Monde L’Etat islamique continue d’être une réelle menace dans nombre de territoires qu’il qualifie "provinces".

Bien qu’il ait perdu à Baghouz son dernier réduit en Syrie, le groupe État islamique (EI) peut encore compter dans le monde sur plusieurs groupes affiliés, qu’il qualifie de "provinces", pour perpétuer son idéologie et son combat. Dans son dernier rapport sur le sujet, publié en février, le secrétaire général de l’ONU Antonio Guterres établit la liste des huit emprises territoriales, en plus des cellules clandestines qu’il a montées en Syrie et en Irak, où l’organisation jihadiste la plus redoutée au monde est encore active et risque de le rester dans un avenir proche.

"Bien que l’EI se soit transformée en un réseau clandestin, y compris en Syrie et en Irak, il reste une menace en tant qu’organisation globale dotée d’une direction centralisée", estime le secrétaire général dans ce rapport, son huitième sur le sujet.
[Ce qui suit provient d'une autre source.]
pub mod format;
pub mod state;

pub use format::{change_percent_tone, change_tone, format_change_percent, format_number, Tone};
pub use state::{QuotePanel, PLACEHOLDER};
Au Yémen, l’EI est toujours présent dans la province de Jawf, mais a été affaibli à la suite de combats avec la franchise locale de l’autre grand groupe jihadiste, Al Qaïda, dans la province de Bayda en juillet 2018.

En Libye, "l’EI continue de constituer une menace", estime M. Guterres. "Ses combattants sont actifs sur la côte méditerranéenne, entre Ajdabiya et Tripoli, ainsi que dans le grand Sud".

En Égypte, le groupe affilié à l’EI, qui a prêté allégeance au "calife" auto-proclamé Abou Bakr al-Baghdadi en novembre 2104, est toujours actif. Ce groupe, Ansar Bayt al-Maqdis, basé dans le désert du Sinaï, n’a pas vu le nombre de ses combattants diminuer en 2018.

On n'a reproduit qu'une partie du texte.